Find someone, preferably of about the same fitness level, to go with you. This will not only make the runs themselves more interesting, but will help with motivation on the cold dark nights or rainy mornings when the sofa or your bed seem like much better options!
Pick a realistic goal
If you’ve never run before, it might be to complete a mile or to do a 5km event. Whatever it is, make sure it’s achievable, and give yourself a time frame to complete it. Once you start closing in on the initial goal, keep up the momentum by setting the next one.

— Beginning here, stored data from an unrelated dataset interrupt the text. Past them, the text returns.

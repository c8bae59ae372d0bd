//! Shared output layer for pretty/text/JSON parity across all CLI commands.
//!
//! # Output mode resolution
//!
//! Precedence (highest wins):
//! 1. `--format` / hidden `--json` flag
//! 2. `DUTYCAL_FORMAT`, then `FORMAT` env var → `"pretty"` | `"text"` | `"json"`
//! 3. Default: [`OutputMode::Pretty`] if stdout is a TTY; [`OutputMode::Text`] if piped.

use clap::ValueEnum;
use dutycal_core::event::format_duration;
use dutycal_core::{Event, StoreError};
use serde::Serialize;
use std::io::{self, IsTerminal, Write};

/// Shared width for human pretty separators.
pub const PRETTY_RULE_WIDTH: usize = 72;

/// Write a horizontal separator used by pretty human output.
pub fn pretty_rule(w: &mut dyn Write) -> io::Result<()> {
    writeln!(w, "{:-<width$}", "", width = PRETTY_RULE_WIDTH)
}

/// Write a section heading followed by a separator.
pub fn pretty_section(w: &mut dyn Write, heading: &str) -> io::Result<()> {
    writeln!(w, "{heading}")?;
    pretty_rule(w)
}

/// Render a left-aligned key/value line in human output.
pub fn pretty_kv(w: &mut dyn Write, key: &str, value: impl AsRef<str>) -> io::Result<()> {
    writeln!(w, "{:<12} {}", format!("{key}:"), value.as_ref())
}

/// The three output modes supported by the CLI.
#[derive(Debug, Clone, Copy, PartialEq, Eq, ValueEnum)]
pub enum OutputMode {
    /// Human-optimized output (sections, visual framing).
    Pretty,
    /// Tab-separated rows for scripts and pipes.
    Text,
    /// Machine-readable JSON.
    Json,
}

impl OutputMode {
    pub const fn is_json(self) -> bool {
        matches!(self, Self::Json)
    }
}

fn parse_mode(value: &str) -> Option<OutputMode> {
    match value.to_lowercase().as_str() {
        "json" => Some(OutputMode::Json),
        "text" => Some(OutputMode::Text),
        "pretty" => Some(OutputMode::Pretty),
        _ => None,
    }
}

/// Core resolution logic, separated from I/O for testability.
fn resolve_output_mode_inner(
    format_flag: Option<OutputMode>,
    json_flag: bool,
    format_env: &[Option<&str>],
    is_tty: bool,
) -> OutputMode {
    if let Some(mode) = format_flag {
        return mode;
    }
    if json_flag {
        return OutputMode::Json;
    }
    // Unknown values fall through to the next source.
    if let Some(mode) = format_env.iter().flatten().find_map(|val| parse_mode(val)) {
        return mode;
    }
    if is_tty {
        OutputMode::Pretty
    } else {
        OutputMode::Text
    }
}

/// Resolve the output mode from CLI flags, environment, and TTY defaults.
pub fn resolve_output_mode(format_flag: Option<OutputMode>, json_flag: bool) -> OutputMode {
    let own = std::env::var("DUTYCAL_FORMAT").ok();
    let generic = std::env::var("FORMAT").ok();
    let is_tty = io::stdout().is_terminal();
    resolve_output_mode_inner(
        format_flag,
        json_flag,
        &[own.as_deref(), generic.as_deref()],
        is_tty,
    )
}

/// Render a serializable value with explicit pretty/text renderers.
pub fn render_mode<T: Serialize>(
    mode: OutputMode,
    value: &T,
    text_fn: impl FnOnce(&T, &mut dyn Write) -> io::Result<()>,
    pretty_fn: impl FnOnce(&T, &mut dyn Write) -> io::Result<()>,
) -> anyhow::Result<()> {
    let stdout = io::stdout();
    let mut out = stdout.lock();
    write_mode(&mut out, mode, value, text_fn, pretty_fn)
}

fn write_mode<T: Serialize>(
    out: &mut dyn Write,
    mode: OutputMode,
    value: &T,
    text_fn: impl FnOnce(&T, &mut dyn Write) -> io::Result<()>,
    pretty_fn: impl FnOnce(&T, &mut dyn Write) -> io::Result<()>,
) -> anyhow::Result<()> {
    match mode {
        OutputMode::Json => {
            serde_json::to_writer_pretty(&mut *out, value)?;
            writeln!(out)?;
        }
        OutputMode::Text => text_fn(value, out)?,
        OutputMode::Pretty => pretty_fn(value, out)?,
    }
    Ok(())
}

/// One event as shown by every command.
#[derive(Debug, Clone, Serialize)]
pub struct EventRow {
    pub id: String,
    pub title: String,
    pub description: String,
    /// Empty when nobody has taken the shift.
    pub owner: String,
    pub start: String,
    pub end: String,
    pub duration: String,
    pub required: bool,
    #[serde(skip_serializing_if = "Option::is_none")]
    pub reference: Option<String>,
    /// Created by the recurrence generator.
    pub generated: bool,
}

impl From<&Event> for EventRow {
    fn from(event: &Event) -> Self {
        Self {
            id: event.id.clone(),
            title: event.title.clone(),
            description: event.description.clone(),
            owner: event.owner.clone(),
            start: event.start.to_rfc3339(),
            end: event.end().to_rfc3339(),
            duration: format_duration(event.duration),
            required: event.required,
            reference: event.reference.as_ref().map(ToString::to_string),
            generated: event.generator_id.is_some(),
        }
    }
}

impl EventRow {
    pub const TEXT_HEADERS: [&'static str; 5] = ["START", "DURATION", "OWNER", "TITLE", "ID"];

    pub fn write_text(&self, w: &mut dyn Write) -> io::Result<()> {
        writeln!(
            w,
            "{}\t{}\t{}\t{}\t{}",
            self.start,
            self.duration,
            if self.owner.is_empty() { "-" } else { self.owner.as_str() },
            self.title,
            self.id
        )
    }

    pub fn write_pretty(&self, w: &mut dyn Write) -> io::Result<()> {
        let marker = if self.required && self.owner.is_empty() {
            " [uncovered]"
        } else {
            ""
        };
        pretty_section(w, &format!("{}{marker}", self.title))?;
        pretty_kv(w, "ID", &self.id)?;
        pretty_kv(w, "Start", &self.start)?;
        pretty_kv(w, "Duration", &self.duration)?;
        pretty_kv(
            w,
            "Owner",
            if self.owner.is_empty() { "(nobody)" } else { self.owner.as_str() },
        )?;
        pretty_kv(w, "Required", if self.required { "yes" } else { "no" })?;
        if let Some(reference) = &self.reference {
            pretty_kv(w, "Reference", reference)?;
        }
        if !self.description.is_empty() {
            writeln!(w)?;
            writeln!(w, "{}", self.description)?;
        }
        writeln!(w)
    }
}

/// Render a list of events: a JSON array, TSV rows with a header, or sections.
pub fn render_events(mode: OutputMode, events: &[EventRow]) -> anyhow::Result<()> {
    render_mode(
        mode,
        &events,
        |rows, w| {
            if !rows.is_empty() {
                writeln!(w, "{}", EventRow::TEXT_HEADERS.join("\t"))?;
            }
            rows.iter().try_for_each(|row| row.write_text(w))
        },
        |rows, w| {
            if rows.is_empty() {
                return writeln!(w, "No events.");
            }
            rows.iter().try_for_each(|row| row.write_pretty(w))
        },
    )
}

/// A structured error with optional suggestion and error code.
#[derive(Debug, Serialize)]
pub struct CliError {
    pub message: String,
    #[serde(skip_serializing_if = "Option::is_none")]
    pub suggestion: Option<String>,
    #[serde(skip_serializing_if = "Option::is_none")]
    pub error_code: Option<String>,
}

impl CliError {
    pub fn new(message: impl Into<String>) -> Self {
        Self {
            message: message.into(),
            suggestion: None,
            error_code: None,
        }
    }

    pub fn with_code(message: impl Into<String>, error_code: impl Into<String>) -> Self {
        Self {
            message: message.into(),
            suggestion: None,
            error_code: Some(error_code.into()),
        }
    }

    #[must_use]
    pub fn suggest(mut self, suggestion: impl Into<String>) -> Self {
        self.suggestion = Some(suggestion.into());
        self
    }
}

impl From<&StoreError> for CliError {
    fn from(err: &StoreError) -> Self {
        Self {
            message: err.to_string(),
            suggestion: err.hint().map(str::to_string),
            error_code: Some(err.kind().code().to_string()),
        }
    }
}

/// Render an error to stderr in the requested format.
pub fn render_error(mode: OutputMode, error: &CliError) -> anyhow::Result<()> {
    let stderr = io::stderr();
    let mut out = stderr.lock();
    write_error(&mut out, mode, error)
}

fn write_error(out: &mut dyn Write, mode: OutputMode, error: &CliError) -> anyhow::Result<()> {
    match mode {
        OutputMode::Json => {
            let wrapper = serde_json::json!({ "error": error });
            serde_json::to_writer_pretty(&mut *out, &wrapper)?;
            writeln!(out)?;
        }
        OutputMode::Pretty | OutputMode::Text => {
            match &error.error_code {
                Some(code) => writeln!(out, "error[{code}]: {}", error.message)?,
                None => writeln!(out, "error: {}", error.message)?,
            }
            if let Some(ref suggestion) = error.suggestion {
                writeln!(out, "  suggestion: {suggestion}")?;
            }
        }
    }
    Ok(())
}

Start a run/walk programme
With your route in mind, make sure you’ve got a timer on you and start as follows;
4 minutes brisk walk
1 minute run
Repeat all the way round
Once you’ve done this a few times (over a week or two) you can increase the intensity;
3 minutes brisk walk
2 minutes run
The following week, you can try;
2 minutes brisk walk
3 minutes run
Carry on reducing the walking and increase the running until you’re running the whole route. If you can’t manage 1 minute increments, try changing each one by 30 seconds at a time. You may need to do some extra warm ups, such as a few minutes walking up and down your street (or up and down your stairs) before you start the clock.
Control your breathing
Get your breathing into a steady rhythm as soon as you can. Try breathing in and out in time to your footfalls. This way, you won’t end up gasping for breath.
Don’t give up
Everyone has bad days! Sometimes it feels like a real slog, and other days you feel as though you could break records. Learn to to live for the good days, and put the bad ones behind you.
Don’t just run
A well rounded exercise programme needs a mixture of resistance, core and cardio work and just concentrating on one can lead to overuse injuries, weaknesses and muscle imbalances (not to mention boredom!). In addition to taking up running, why not find a Pilates, yoga or weights class? Even better, why not try a Personal Trainer?